Sé que a algunos adoradores de la ortodoxia les resultará ofensivo, pero si hay alguna idea en Economía que pueda considerarse candidata al premio Nobel de la estupidez humana es aconsejar austeridad al sector público precisamente cuando el consumo de las familias se retrae, el ahorro aumenta, y la demanda de los inversores muestra caídas de vértigo. Hace ya mucho tiempo que sabemos (¿o quizá no?) que el único agente que puede, y debe, ser optimista en épocas de crisis profundas es el sector público. Ni las reducciones de impuestos a empresas, ni la más que probable caída de tipos de interés van a movilizar de nuevo el gasto privado en un momento de expectativas tan negativas como las actuales. Para salir de esta crisis lo que ahora necesitamos no es austeridad en las cuentas públicas, sino todo lo contrario: un aumento significativo en la cuantía y duración de los subsidios de desempleo, la puesta en marcha inmediata de la Ley de Dependencia, ambiciosos programas de inversiones públicas y en general de todos aquellos gastos que puedan movilizar la demanda y el empleo de inmediato. Y si, ya puestos, se aprovecha para ayudar a empresas y sectores a afrontar los graves problemas de competitividad estructural acumulados durante años, miel sobre hojuelas.

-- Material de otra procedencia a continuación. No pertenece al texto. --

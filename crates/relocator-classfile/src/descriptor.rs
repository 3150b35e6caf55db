use std::fmt;

use crate::error::{Error, Result};

#[derive(Debug, Clone, Copy, PartialEq, Eq)]
pub enum BaseType {
    Byte,
    Char,
    Double,
    Float,
    Int,
    Long,
    Short,
    Boolean,
}

impl BaseType {
    fn descriptor_char(self) -> char {
        match self {
            BaseType::Byte => 'B',
            BaseType::Char => 'C',
            BaseType::Double => 'D',
            BaseType::Float => 'F',
            BaseType::Int => 'I',
            BaseType::Long => 'J',
            BaseType::Short => 'S',
            BaseType::Boolean => 'Z',
        }
    }
}

#[derive(Debug, Clone, PartialEq, Eq)]
pub enum FieldType {
    Base(BaseType),
    Object(String),
    Array(Box<FieldType>),
}

impl FieldType {
    /// Number of local variable / operand stack slots a value occupies.
    pub fn slot_size(&self) -> usize {
        match self {
            FieldType::Base(BaseType::Long | BaseType::Double) => 2,
            _ => 1,
        }
    }
}

impl fmt::Display for FieldType {
    fn fmt(&self, f: &mut fmt::Formatter<'_>) -> fmt::Result {
        match self {
            FieldType::Base(base) => write!(f, "{}", base.descriptor_char()),
            FieldType::Object(name) => write!(f, "L{name};"),
            FieldType::Array(component) => write!(f, "[{component}"),
        }
    }
}

#[derive(Debug, Clone, PartialEq, Eq)]
pub enum ReturnType {
    Void,
    Type(FieldType),
}

#[derive(Debug, Clone, PartialEq, Eq)]
pub struct MethodDescriptor {
    pub params: Vec<FieldType>,
    pub return_type: ReturnType,
}

impl MethodDescriptor {
    /// Slots taken by the parameters, excluding any receiver.
    pub fn param_slots(&self) -> usize {
        self.params.iter().map(FieldType::slot_size).sum()
    }
}

pub fn parse_field_descriptor(desc: &str) -> Result<FieldType> {
    let (ty, rest) = parse_field_type(desc)?;
    if !rest.is_empty() {
        return Err(Error::InvalidDescriptor(desc.to_string()));
    }
    Ok(ty)
}

pub fn parse_method_descriptor(desc: &str) -> Result<MethodDescriptor> {
    let Some(mut rest) = desc.strip_prefix('(') else {
        return Err(Error::InvalidDescriptor(desc.to_string()));
    };

    let mut params = Vec::new();
    loop {
        if let Some(after) = rest.strip_prefix(')') {
            rest = after;
            break;
        }
        if rest.is_empty() {
            return Err(Error::InvalidDescriptor(desc.to_string()));
        }
        let (param, after) = parse_field_type(rest)?;
        params.push(param);
        rest = after;
    }

    let (return_type, rest) = if let Some(rest) = rest.strip_prefix('V') {
        (ReturnType::Void, rest)
    } else {
        let (ty, rest) = parse_field_type(rest)?;
        (ReturnType::Type(ty), rest)
    };

    if !rest.is_empty() {
        return Err(Error::InvalidDescriptor(desc.to_string()));
    }

    Ok(MethodDescriptor {
        params,
        return_type,
    })
}

/// `Lpkg/Name;` to `pkg/Name`; `None` for anything that is not a class type.
pub fn descriptor_to_internal_name(desc: &str) -> Option<&str> {
    desc.strip_prefix('L').and_then(|rest| rest.strip_suffix(';'))
}

fn parse_field_type(input: &str) -> Result<(FieldType, &str)> {
    let bytes = input.as_bytes();
    if bytes.is_empty() {
        return Err(Error::InvalidDescriptor(input.to_string()));
    }
    match bytes[0] as char {
        'B' => Ok((FieldType::Base(BaseType::Byte), &input[1..])),
        'C' => Ok((FieldType::Base(BaseType::Char), &input[1..])),
        'D' => Ok((FieldType::Base(BaseType::Double), &input[1..])),
        'F' => Ok((FieldType::Base(BaseType::Float), &input[1..])),
        'I' => Ok((FieldType::Base(BaseType::Int), &input[1..])),
        'J' => Ok((FieldType::Base(BaseType::Long), &input[1..])),
        'S' => Ok((FieldType::Base(BaseType::Short), &input[1..])),
        'Z' => Ok((FieldType::Base(BaseType::Boolean), &input[1..])),
        'L' => match input.find(';') {
            Some(end) if end > 1 => {
                let name = &input[1..end];
                Ok((FieldType::Object(name.to_string()), &input[end + 1..]))
            }
            _ => Err(Error::InvalidDescriptor(input.to_string())),
        },
        '[' => {
            let (component, rest) = parse_field_type(&input[1..])?;
            Ok((FieldType::Array(Box::new(component)), rest))
        }
        _ => Err(Error::InvalidDescriptor(input.to_string())),
    }
}

#[cfg(test)]
mod tests {
    use super::*;

    #[test]
    fn parse_field_descriptor_primitives_and_arrays() {
        assert_eq!(parse_field_descriptor("I").unwrap(), FieldType::Base(BaseType::Int));
        assert_eq!(
            parse_field_descriptor("[[Ljava/lang/String;").unwrap(),
            FieldType::Array(Box::new(FieldType::Array(Box::new(FieldType::Object(
                "java/lang/String".to_string()
            )))))
        );
    }

    #[test]
    fn parse_method_descriptor_counts_wide_slots() {
        let desc = parse_method_descriptor("(JLjakarta/servlet/ServletRequest;D)[I").unwrap();
        assert_eq!(desc.params.len(), 3);
        assert_eq!(desc.param_slots(), 5);
        assert_eq!(
            desc.return_type,
            ReturnType::Type(FieldType::Array(Box::new(FieldType::Base(BaseType::Int))))
        );
    }

    #[test]
    fn rejects_truncated_method_descriptor() {
        assert!(parse_method_descriptor("(I").is_err());
        assert!(parse_method_descriptor("()").is_err());
        assert!(parse_field_descriptor("L;").is_err());
    }

    #[test]
    fn display_renders_descriptor_form() {
        let ty = parse_field_descriptor("[Ljavax/servlet/Filter;").unwrap();
        assert_eq!(ty.to_string(), "[Ljavax/servlet/Filter;");
        assert_eq!(descriptor_to_internal_name("Ljavax/servlet/Filter;"), Some("javax/servlet/Filter"));
    }
}
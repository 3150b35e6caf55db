//! Symbolic views of constant pool structures referenced from code and
//! attributes. Rewriting works on these values, never on pool indices.

/// `CONSTANT_MethodHandle` reference kinds.
pub mod handle_kind {
    pub const GET_FIELD: u8 = 1;
    pub const GET_STATIC: u8 = 2;
    pub const PUT_FIELD: u8 = 3;
    pub const PUT_STATIC: u8 = 4;
    pub const INVOKE_VIRTUAL: u8 = 5;
    pub const INVOKE_STATIC: u8 = 6;
    pub const INVOKE_SPECIAL: u8 = 7;
    pub const NEW_INVOKE_SPECIAL: u8 = 8;
    pub const INVOKE_INTERFACE: u8 = 9;

    pub fn is_field(kind: u8) -> bool {
        (GET_FIELD..=PUT_STATIC).contains(&kind)
    }
}

/// A loadable constant: the operand of `ldc`, a `ConstantValue` or a
/// bootstrap argument.
///
/// Floating point values keep their raw IEEE bits so NaN payloads survive.
#[derive(Debug, Clone, PartialEq, Eq, Hash)]
pub enum Constant {
    Integer(i32),
    Float(u32),
    Long(i64),
    Double(u64),
    String(String),
    Class(String),
    MethodType(String),
    MethodHandle(Handle),
    Dynamic(Box<ConstantDynamic>),
}

impl Constant {
    /// Whether the constant occupies two operand stack slots.
    pub fn is_wide(&self) -> bool {
        match self {
            Constant::Long(_) | Constant::Double(_) => true,
            Constant::Dynamic(dynamic) => matches!(dynamic.descriptor.as_str(), "J" | "D"),
            _ => false,
        }
    }
}

/// `CONSTANT_Fieldref`, `CONSTANT_Methodref` or `CONSTANT_InterfaceMethodref`.
#[derive(Debug, Clone, PartialEq, Eq, Hash)]
pub struct MemberRef {
    pub owner: String,
    pub name: String,
    pub descriptor: String,
}

#[derive(Debug, Clone, PartialEq, Eq, Hash)]
pub struct Handle {
    pub kind: u8,
    pub owner: String,
    pub name: String,
    pub descriptor: String,
    /// The handle refers to a `CONSTANT_InterfaceMethodref`.
    pub is_interface: bool,
}

#[derive(Debug, Clone, PartialEq, Eq, Hash)]
pub struct ConstantDynamic {
    pub name: String,
    pub descriptor: String,
    pub bootstrap: BootstrapMethod,
}

#[derive(Debug, Clone, PartialEq, Eq, Hash)]
pub struct BootstrapMethod {
    pub method: Handle,
    pub arguments: Vec<Constant>,
}
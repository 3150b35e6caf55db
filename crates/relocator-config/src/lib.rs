//! `relocator.toml` loading, validation and tracing setup.
//!
//! ```toml
//! strategy = "safe" # "safe" | "fast"
//! skip_source_namespace = true
//!
//! [[relocations]]
//! source = "javax/servlet"
//! target = "jakarta/servlet"
//!
//! [logging]
//! level = "info"
//! json = false
//! ```
//!
//! Without a file the two classic Jakarta EE renames apply.

use std::path::Path;
use std::sync::Once;

use relocator_engine::{FrameStrategy, NameMapper, Relocation, RelocatorOptions};
use serde::{Deserialize, Serialize};
use thiserror::Error;
use tracing_subscriber::prelude::*;

mod logging;

pub use crate::logging::LoggingConfig;

/// File name looked up in the working directory when `--config` is absent.
pub const CONFIG_FILE_NAME: &str = "relocator.toml";

#[derive(Debug, Error)]
pub enum ConfigError {
    #[error("failed to read config file {path}: {source}")]
    Io {
        path: String,
        #[source]
        source: std::io::Error,
    },
    #[error("failed to parse toml config: {0}")]
    Toml(String),
    #[error("invalid relocation {source_prefix:?} -> {target_prefix:?}: {reason}")]
    InvalidRelocation {
        source_prefix: String,
        target_prefix: String,
        reason: String,
    },
}

impl From<toml::de::Error> for ConfigError {
    fn from(err: toml::de::Error) -> Self {
        // The default `Display` quotes the offending input; keep the message only.
        ConfigError::Toml(err.message().to_owned())
    }
}

#[derive(Debug, Clone, Copy, Default, PartialEq, Eq, Serialize, Deserialize)]
#[serde(rename_all = "lowercase")]
pub enum Strategy {
    #[default]
    Safe,
    Fast,
}

impl From<Strategy> for FrameStrategy {
    fn from(strategy: Strategy) -> Self {
        match strategy {
            Strategy::Safe => FrameStrategy::Safe,
            Strategy::Fast => FrameStrategy::Fast,
        }
    }
}

/// One `[[relocations]]` table. Prefixes may use `/` or `.` separators.
#[derive(Debug, Clone, PartialEq, Eq, Serialize, Deserialize)]
#[serde(deny_unknown_fields)]
pub struct RelocationConfig {
    pub source: String,
    pub target: String,
}

impl RelocationConfig {
    pub fn new(source: impl Into<String>, target: impl Into<String>) -> Self {
        Self {
            source: source.into(),
            target: target.into(),
        }
    }

    /// Parses the `SRC=DST` form accepted on the command line.
    pub fn parse_pair(pair: &str) -> Result<Self, ConfigError> {
        match pair.split_once('=') {
            Some((source, target)) => Ok(Self::new(source.trim(), target.trim())),
            None => Err(ConfigError::InvalidRelocation {
                source_prefix: pair.to_owned(),
                target_prefix: String::new(),
                reason: "expected SRC=DST".to_owned(),
            }),
        }
    }

    fn normalized(&self) -> Relocation {
        Relocation::new(self.source.trim(), self.target.trim())
    }
}

#[derive(Debug, Clone, PartialEq, Eq, Serialize, Deserialize)]
#[serde(deny_unknown_fields)]
pub struct RelocatorConfig {
    #[serde(default)]
    pub strategy: Strategy,

    /// Leave classes that themselves live in a source namespace untouched.
    #[serde(default = "default_skip_source_namespace")]
    pub skip_source_namespace: bool,

    /// Applied in order; an empty list falls back to the default table.
    #[serde(default = "default_relocations")]
    pub relocations: Vec<RelocationConfig>,

    #[serde(default)]
    pub logging: LoggingConfig,
}

fn default_skip_source_namespace() -> bool {
    true
}

fn default_relocations() -> Vec<RelocationConfig> {
    vec![
        RelocationConfig::new("javax/servlet", "jakarta/servlet"),
        RelocationConfig::new("javax/validation", "jakarta/validation"),
    ]
}

impl Default for RelocatorConfig {
    fn default() -> Self {
        Self {
            strategy: Strategy::default(),
            skip_source_namespace: default_skip_source_namespace(),
            relocations: default_relocations(),
            logging: LoggingConfig::default(),
        }
    }
}

impl RelocatorConfig {
    /// Loads and validates a config file.
    pub fn load_from_path(path: impl AsRef<Path>) -> Result<Self, ConfigError> {
        let path = path.as_ref();
        let text = std::fs::read_to_string(path).map_err(|source| ConfigError::Io {
            path: path.display().to_string(),
            source,
        })?;
        Self::load_from_str(&text)
    }

    pub fn load_from_str(text: &str) -> Result<Self, ConfigError> {
        let mut config: RelocatorConfig = toml::from_str(text)?;
        if config.relocations.is_empty() {
            config.relocations = default_relocations();
        }
        config.validate()?;
        Ok(config)
    }

    /// Checks the relocation table: no empty prefix, no source listed
    /// twice, and no target that would match a source again.
    pub fn validate(&self) -> Result<(), ConfigError> {
        let normalized: Vec<Relocation> = self
            .relocations
            .iter()
            .map(RelocationConfig::normalized)
            .collect();
        let invalid = |relocation: &Relocation, reason: &str| ConfigError::InvalidRelocation {
            source_prefix: relocation.source().to_owned(),
            target_prefix: relocation.target().to_owned(),
            reason: reason.to_owned(),
        };

        for (i, relocation) in normalized.iter().enumerate() {
            if relocation.source().is_empty() {
                return Err(invalid(relocation, "source prefix is empty"));
            }
            if relocation.target().is_empty() {
                return Err(invalid(relocation, "target prefix is empty"));
            }
            if normalized[..i]
                .iter()
                .any(|earlier| earlier.source() == relocation.source())
            {
                return Err(invalid(relocation, "source prefix is listed twice"));
            }
        }
        for relocation in &normalized {
            if let Some(source) = normalized
                .iter()
                .find(|other| relocation.target().contains(other.source()))
            {
                return Err(invalid(
                    relocation,
                    &format!("target contains source prefix {:?}", source.source()),
                ));
            }
        }
        Ok(())
    }

    /// Replaces the relocation table, as `--relocate` does.
    pub fn set_relocations(
        &mut self,
        relocations: Vec<RelocationConfig>,
    ) -> Result<(), ConfigError> {
        if relocations.is_empty() {
            return Ok(());
        }
        self.relocations = relocations;
        self.validate()
    }

    pub fn mapper(&self) -> NameMapper {
        NameMapper::new(self.relocations.iter().map(RelocationConfig::normalized))
    }

    pub fn options(&self) -> RelocatorOptions {
        RelocatorOptions {
            strategy: self.strategy.into(),
            skip_source_namespace: self.skip_source_namespace,
        }
    }
}

static TRACING_INIT: Once = Once::new();

/// Installs the global subscriber, writing to stderr. Later calls, and
/// calls after another subscriber was installed, are no-ops.
pub fn init_tracing(config: &LoggingConfig) {
    TRACING_INIT.call_once(|| {
        let filter = config.env_filter();
        let layer: Box<dyn tracing_subscriber::Layer<_> + Send + Sync> = if config.json {
            tracing_subscriber::fmt::layer()
                .json()
                .with_writer(std::io::stderr)
                .with_ansi(false)
                .boxed()
        } else {
            tracing_subscriber::fmt::layer()
                .with_writer(std::io::stderr)
                .with_ansi(false)
                .boxed()
        };
        let subscriber = tracing_subscriber::registry().with(filter).with(layer);
        if tracing::subscriber::set_global_default(subscriber).is_ok() {
            tracing::debug!(target: "relocator.config", level = %config.level, "tracing initialized");
        }
    });
}
use std::collections::HashMap;
use std::ffi::OsStr;
use std::fs::File;
use std::io::Read;
use std::path::{Path, PathBuf};
use std::process::Command;

use parking_lot::Mutex;
use zip::ZipArchive;

use crate::source::{ClassBytesSource, SourceError};

const JMOD_CLASSES_PREFIX: &str = "classes/";
const CT_SYM_PREFIX: &str = "META-INF/sym/";

/// Platform classes read straight out of a JDK installation.
///
/// Three layouts are understood, tried in this order:
/// 1. `jmods/*.jmod` (JDK 9+ with packaged modules)
/// 2. `lib/ct.sym` (the signature archive `javac --release` uses)
/// 3. `jre/lib/rt.jar` or `lib/rt.jar` (JDK 8 and earlier)
///
/// Entry names are indexed once when the source is opened; lookups afterwards
/// only touch the archive that owns the class.
pub struct JdkSource {
    root: PathBuf,
    archives: Vec<Mutex<ZipArchive<File>>>,
    index: HashMap<String, (usize, String)>,
}

impl std::fmt::Debug for JdkSource {
    fn fmt(&self, f: &mut std::fmt::Formatter<'_>) -> std::fmt::Result {
        f.debug_struct("JdkSource")
            .field("root", &self.root)
            .field("archives", &self.archives.len())
            .field("classes", &self.index.len())
            .finish()
    }
}

impl JdkSource {
    /// Opens the JDK at `home`, which may also be its `jre/` directory.
    pub fn open(home: impl AsRef<Path>) -> Result<Self, SourceError> {
        let home = home.as_ref();
        let root = coerce_to_jdk_root(home.to_path_buf())
            .ok_or_else(|| SourceError::UnsupportedJdk(home.to_path_buf()))?;

        let jmods = root.join("jmods");
        if jmods.is_dir() {
            return Self::from_jmods(root, &jmods);
        }
        let ct_sym = root.join("lib").join("ct.sym");
        if ct_sym.is_file() {
            return Self::from_ct_sym(root, &ct_sym);
        }
        match rt_jar(&root) {
            Some(rt) => Self::from_rt_jar(root, &rt),
            None => Err(SourceError::UnsupportedJdk(root)),
        }
    }

    /// Finds a JDK through `JAVA_HOME`, then through `java` on `PATH`.
    pub fn discover() -> Result<Self, SourceError> {
        let root = discover_from_java_home()
            .or_else(discover_from_java_on_path)
            .ok_or(SourceError::JdkNotFound)?;
        Self::open(root)
    }

    pub fn root(&self) -> &Path {
        &self.root
    }

    pub fn len(&self) -> usize {
        self.index.len()
    }

    pub fn is_empty(&self) -> bool {
        self.index.is_empty()
    }

    fn from_jmods(root: PathBuf, jmods_dir: &Path) -> Result<Self, SourceError> {
        let mut paths = Vec::new();
        for entry in std::fs::read_dir(jmods_dir)? {
            let path = entry?.path();
            if path.extension().and_then(|ext| ext.to_str()) == Some("jmod") {
                paths.push(path);
            }
        }
        // java.base first, so a class split across modules resolves to the base copy.
        paths.sort_by_key(|path| {
            let is_base = path.file_name() == Some(OsStr::new("java.base.jmod"));
            (!is_base, path.clone())
        });

        let mut source = Self::empty(root);
        for path in paths {
            let archive = ZipArchive::new(File::open(&path)?)?;
            let slot = source.archives.len();
            for name in archive.file_names() {
                let Some(internal) = name
                    .strip_prefix(JMOD_CLASSES_PREFIX)
                    .and_then(|rest| rest.strip_suffix(".class"))
                else {
                    continue;
                };
                source
                    .index
                    .entry(internal.to_string())
                    .or_insert_with(|| (slot, name.to_string()));
            }
            source.archives.push(Mutex::new(archive));
        }
        source.log_opened("jmods");
        Ok(source)
    }

    fn from_ct_sym(root: PathBuf, path: &Path) -> Result<Self, SourceError> {
        let archive = ZipArchive::new(File::open(path)?)?;

        // Each class may appear once per release group; the group reaching the
        // newest release wins.
        let mut newest: HashMap<String, (u8, String)> = HashMap::new();
        for name in archive.file_names() {
            let Some((releases, internal)) = parse_ct_sym_entry(name) else {
                continue;
            };
            let Some(latest) = releases.bytes().max() else {
                continue;
            };
            match newest.get(internal) {
                Some((seen, _)) if *seen >= latest => {}
                _ => {
                    newest.insert(internal.to_string(), (latest, name.to_string()));
                }
            }
        }

        let mut source = Self::empty(root);
        source.index = newest
            .into_iter()
            .map(|(internal, (_, name))| (internal, (0, name)))
            .collect();
        source.archives.push(Mutex::new(archive));
        source.log_opened("ct.sym");
        Ok(source)
    }

    fn from_rt_jar(root: PathBuf, path: &Path) -> Result<Self, SourceError> {
        let archive = ZipArchive::new(File::open(path)?)?;
        let mut source = Self::empty(root);
        source.index = archive
            .file_names()
            .filter_map(|name| {
                let internal = name.strip_suffix(".class")?;
                Some((internal.to_string(), (0, name.to_string())))
            })
            .collect();
        source.archives.push(Mutex::new(archive));
        source.log_opened("rt.jar");
        Ok(source)
    }

    fn empty(root: PathBuf) -> Self {
        Self {
            root,
            archives: Vec::new(),
            index: HashMap::new(),
        }
    }

    fn log_opened(&self, layout: &str) {
        tracing::debug!(
            target: "relocator.hierarchy",
            root = %self.root.display(),
            layout,
            classes = self.index.len(),
            "opened JDK"
        );
    }
}

impl ClassBytesSource for JdkSource {
    fn class_bytes(&self, internal_name: &str) -> Result<Option<Vec<u8>>, SourceError> {
        let Some((slot, entry_name)) = self.index.get(internal_name) else {
            return Ok(None);
        };
        let Some(archive) = self.archives.get(*slot) else {
            return Ok(None);
        };
        let mut archive = archive.lock();
        let res = match archive.by_name(entry_name) {
            Ok(mut zf) => {
                let mut bytes = Vec::with_capacity(zf.size() as usize);
                zf.read_to_end(&mut bytes)?;
                Ok(Some(bytes))
            }
            Err(zip::result::ZipError::FileNotFound) => Ok(None),
            Err(e) => Err(e.into()),
        };
        res
    }
}

/// Splits `[META-INF/sym/]<releases>/[<module>/]<internal>.sig` into the
/// release letters and the internal name.
fn parse_ct_sym_entry(name: &str) -> Option<(&str, &str)> {
    let name = name.strip_prefix(CT_SYM_PREFIX).unwrap_or(name);
    let stem = name
        .strip_suffix(".sig")
        .or_else(|| name.strip_suffix(".class"))?;
    let (releases, rest) = stem.split_once('/')?;
    if releases.is_empty() || !releases.bytes().all(|b| b.is_ascii_alphanumeric()) {
        return None;
    }
    // Module directories always carry a dot; top-level packages never do.
    let internal = match rest.split_once('/') {
        Some((module, internal)) if module.contains('.') => internal,
        _ => rest,
    };
    if internal.ends_with("module-info") {
        return None;
    }
    Some((releases, internal))
}

fn rt_jar(root: &Path) -> Option<PathBuf> {
    [root.join("jre/lib/rt.jar"), root.join("lib/rt.jar")]
        .into_iter()
        .find(|path| path.is_file())
}

fn is_jdk_root(candidate: &Path) -> bool {
    candidate.join("jmods").is_dir()
        || candidate.join("lib").join("ct.sym").is_file()
        || rt_jar(candidate).is_some()
}

fn coerce_to_jdk_root(mut candidate: PathBuf) -> Option<PathBuf> {
    // `java.home` points at `$JDK/jre` on older installations.
    if is_jdk_root(&candidate) {
        return Some(candidate);
    }

    candidate.pop();
    if is_jdk_root(&candidate) {
        return Some(candidate);
    }

    None
}

fn discover_from_java_home() -> Option<PathBuf> {
    std::env::var_os("JAVA_HOME")
        .map(PathBuf::from)
        .and_then(coerce_to_jdk_root)
}

fn discover_from_java_on_path() -> Option<PathBuf> {
    discover_from_java_command().or_else(discover_from_java_symlink)
}

fn discover_from_java_command() -> Option<PathBuf> {
    let output = Command::new("java")
        .args(["-XshowSettings:properties", "-version"])
        .output()
        .ok()?;

    // HotSpot prints settings to stderr.
    let mut combined = String::from_utf8_lossy(&output.stdout).into_owned();
    combined.push_str(&String::from_utf8_lossy(&output.stderr));

    let java_home = combined.lines().find_map(|line| {
        let (key, value) = line.trim().split_once('=')?;
        (key.trim() == "java.home").then(|| value.trim().to_string())
    })?;

    coerce_to_jdk_root(PathBuf::from(java_home))
}

fn discover_from_java_symlink() -> Option<PathBuf> {
    let path_var = std::env::var_os("PATH")?;
    let exe_name = if cfg!(windows) { "java.exe" } else { "java" };
    let java_bin = std::env::split_paths(&path_var)
        .map(|dir| dir.join(exe_name))
        .find(|candidate| candidate.is_file())?
        .canonicalize()
        .ok()?;
    coerce_to_jdk_root(java_bin.parent()?.parent()?.to_path_buf())
}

¿El coste? un déficit público que tal vez pueda alcanzar el 5% del PIB el año que viene. Eso, o escondernos todos debajo del paraguas hasta que la tormenta amaine.

O sea, que estoy totalmente de acuerdo en que el presupuesto debe ser modificado. El problema, sin embargo, es que ello ha de hacerse justamente en sentido contrario a lo que los dirigentes del PP proponen.